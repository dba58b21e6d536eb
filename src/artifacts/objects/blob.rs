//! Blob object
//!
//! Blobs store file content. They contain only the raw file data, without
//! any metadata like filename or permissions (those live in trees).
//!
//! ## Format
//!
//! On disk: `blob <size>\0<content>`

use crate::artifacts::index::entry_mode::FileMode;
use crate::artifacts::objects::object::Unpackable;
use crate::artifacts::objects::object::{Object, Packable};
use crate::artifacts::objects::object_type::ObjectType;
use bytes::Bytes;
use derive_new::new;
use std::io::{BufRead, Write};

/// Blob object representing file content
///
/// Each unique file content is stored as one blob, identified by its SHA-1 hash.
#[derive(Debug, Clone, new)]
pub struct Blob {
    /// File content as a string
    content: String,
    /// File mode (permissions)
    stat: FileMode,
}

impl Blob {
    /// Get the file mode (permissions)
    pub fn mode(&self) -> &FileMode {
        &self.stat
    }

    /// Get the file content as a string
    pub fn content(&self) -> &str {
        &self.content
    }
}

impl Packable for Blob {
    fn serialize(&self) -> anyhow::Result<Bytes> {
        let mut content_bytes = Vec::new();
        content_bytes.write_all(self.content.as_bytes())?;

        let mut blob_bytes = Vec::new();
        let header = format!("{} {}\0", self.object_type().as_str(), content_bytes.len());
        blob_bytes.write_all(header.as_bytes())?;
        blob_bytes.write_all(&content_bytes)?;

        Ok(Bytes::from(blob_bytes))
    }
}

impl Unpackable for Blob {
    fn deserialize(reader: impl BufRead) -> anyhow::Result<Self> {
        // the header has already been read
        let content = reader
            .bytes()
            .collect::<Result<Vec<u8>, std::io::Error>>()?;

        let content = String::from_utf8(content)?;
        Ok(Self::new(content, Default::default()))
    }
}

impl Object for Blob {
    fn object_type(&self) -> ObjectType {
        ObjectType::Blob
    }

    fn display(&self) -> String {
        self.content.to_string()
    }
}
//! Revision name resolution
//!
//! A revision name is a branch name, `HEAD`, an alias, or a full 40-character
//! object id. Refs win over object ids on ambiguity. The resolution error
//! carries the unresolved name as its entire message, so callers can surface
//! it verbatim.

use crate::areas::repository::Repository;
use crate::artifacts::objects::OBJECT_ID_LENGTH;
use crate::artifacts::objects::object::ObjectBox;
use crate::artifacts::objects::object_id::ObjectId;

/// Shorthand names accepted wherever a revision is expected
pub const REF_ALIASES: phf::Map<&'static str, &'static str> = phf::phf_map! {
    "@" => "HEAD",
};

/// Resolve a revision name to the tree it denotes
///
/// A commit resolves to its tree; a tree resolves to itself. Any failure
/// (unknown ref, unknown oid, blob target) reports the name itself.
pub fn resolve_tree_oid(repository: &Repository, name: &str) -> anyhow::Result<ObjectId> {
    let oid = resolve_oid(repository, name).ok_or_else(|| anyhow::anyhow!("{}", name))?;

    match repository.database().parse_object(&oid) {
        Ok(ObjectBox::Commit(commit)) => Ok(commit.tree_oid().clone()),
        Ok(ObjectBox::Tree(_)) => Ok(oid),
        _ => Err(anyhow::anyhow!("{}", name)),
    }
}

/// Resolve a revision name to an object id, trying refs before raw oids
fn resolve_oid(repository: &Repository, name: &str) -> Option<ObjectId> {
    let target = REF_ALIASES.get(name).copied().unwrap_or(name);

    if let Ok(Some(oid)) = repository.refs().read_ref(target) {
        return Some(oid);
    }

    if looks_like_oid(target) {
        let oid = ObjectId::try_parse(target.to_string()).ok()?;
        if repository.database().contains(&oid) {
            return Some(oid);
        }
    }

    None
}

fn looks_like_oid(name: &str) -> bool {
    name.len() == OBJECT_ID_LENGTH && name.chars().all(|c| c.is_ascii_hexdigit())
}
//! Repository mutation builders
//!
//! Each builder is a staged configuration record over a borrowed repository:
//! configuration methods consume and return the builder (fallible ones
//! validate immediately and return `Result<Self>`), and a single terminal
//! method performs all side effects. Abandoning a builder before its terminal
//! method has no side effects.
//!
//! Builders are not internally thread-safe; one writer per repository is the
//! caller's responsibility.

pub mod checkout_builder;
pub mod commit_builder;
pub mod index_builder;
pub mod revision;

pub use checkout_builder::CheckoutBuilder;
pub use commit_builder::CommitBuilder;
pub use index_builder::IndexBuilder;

+===+

_What is needed:_
Word for word, output the records that appear above.

_Response box:_
repository dba58b21e6d536eb
filename src/artifacts/objects/blob.rs
//! Blob object
//!
//! Blobs store file content. They contain only the raw file data, without
//! any metadata like filename or permissions (those live in trees).
//!
//! ## Format
//!
//! On disk: `blob <size>\0<content>`

use crate::artifacts::index::entry_mode::FileMode;
use crate::artifacts::objects::object::Unpackable;
use crate::artifacts::objects::object::{Object, Packable};
use crate::artifacts::objects::object_type::ObjectType;
use bytes::Bytes;
use derive_new::new;
use std::io::{BufRead, Write};

/// Blob object representing file content
///
/// Each unique file content is stored as one blob, identified by its SHA-1 hash.
#[derive(Debug, Clone, new)]
pub struct Blob {
    /// File content as a string
    content: String,
    /// File mode (permissions)
    stat: FileMode,
}

impl Blob {
    /// Get the file mode (permissions)
    pub fn mode(&self) -> &FileMode {
        &self.stat
    }

    /// Get the file content as a string
    pub fn content(&self) -> &str {
        &self.content
    }
}

impl Packable for Blob {
    fn serialize(&self) -> anyhow::Result<Bytes> {
        let mut content_bytes = Vec::new();
        content_bytes.write_all(self.content.as_bytes())?;

        let mut blob_bytes = Vec::new();
        let header = format!("{} {}\0", self.object_type().as_str(), content_bytes.len());
        blob_bytes.write_all(header.as_bytes())?;
        blob_bytes.write_all(&content_bytes)?;

        Ok(Bytes::from(blob_bytes))
    }
}

impl Unpackable for Blob {
    fn deserialize(reader: impl BufRead) -> anyhow::Result<Self> {
        // the header has already been read
        let content = reader
            .bytes()
            .collect::<Result<Vec<u8>, std::io::Error>>()?;

        let content = String::from_utf8(content)?;
        Ok(Self::new(content, Default::default()))
    }
}

impl Object for Blob {
    fn object_type(&self) -> ObjectType {
        ObjectType::Blob
    }

    fn display(&self) -> String {
        self.content.to_string()
    }
}
//! Revision name resolution
//!
//! A revision name is a branch name, `HEAD`, an alias, or a full 40-character
//! object id. Refs win over object ids on ambiguity. The resolution error
//! carries the unresolved name as its entire message, so callers can surface
//! it verbatim.

use crate::areas::repository::Repository;
use crate::artifacts::objects::OBJECT_ID_LENGTH;
use crate::artifacts::objects::object::ObjectBox;
use crate::artifacts::objects::object_id::ObjectId;

/// Shorthand names accepted wherever a revision is expected
pub const REF_ALIASES: phf::Map<&'static str, &'static str> = phf::phf_map! {
    "@" => "HEAD",
};

/// Resolve a revision name to the tree it denotes
///
/// A commit resolves to its tree; a tree resolves to itself. Any failure
/// (unknown ref, unknown oid, blob target) reports the name itself.
pub fn resolve_tree_oid(repository: &Repository, name: &str) -> anyhow::Result<ObjectId> {
    let oid = resolve_oid(repository, name).ok_or_else(|| anyhow::anyhow!("{}", name))?;

    match repository.database().parse_object(&oid) {
        Ok(ObjectBox::Commit(commit)) => Ok(commit.tree_oid().clone()),
        Ok(ObjectBox::Tree(_)) => Ok(oid),
        _ => Err(anyhow::anyhow!("{}", name)),
    }
}

/// Resolve a revision name to an object id, trying refs before raw oids
fn resolve_oid(repository: &Repository, name: &str) -> Option<ObjectId> {
    let target = REF_ALIASES.get(name).copied().unwrap_or(name);

    if let Ok(Some(oid)) = repository.refs().read_ref(target) {
        return Some(oid);
    }

    if looks_like_oid(target) {
        let oid = ObjectId::try_parse(target.to_string()).ok()?;
        if repository.database().contains(&oid) {
            return Some(oid);
        }
    }

    None
}

fn looks_like_oid(name: &str) -> bool {
    name.len() == OBJECT_ID_LENGTH && name.chars().all(|c| c.is_ascii_hexdigit())
}
//! Repository mutation builders
//!
//! Each builder is a staged configuration record over a borrowed repository:
//! configuration methods consume and return the builder (fallible ones
//! validate immediately and return `Result<Self>`), and a single terminal
//! method performs all side effects. Abandoning a builder before its terminal
//! method has no side effects.
//!
//! Builders are not internally thread-safe; one writer per repository is the
//! caller's responsibility.

pub mod checkout_builder;
pub mod commit_builder;
pub mod index_builder;
pub mod revision;

pub use checkout_builder::CheckoutBuilder;
pub use commit_builder::CommitBuilder;
pub use index_builder::IndexBuilder;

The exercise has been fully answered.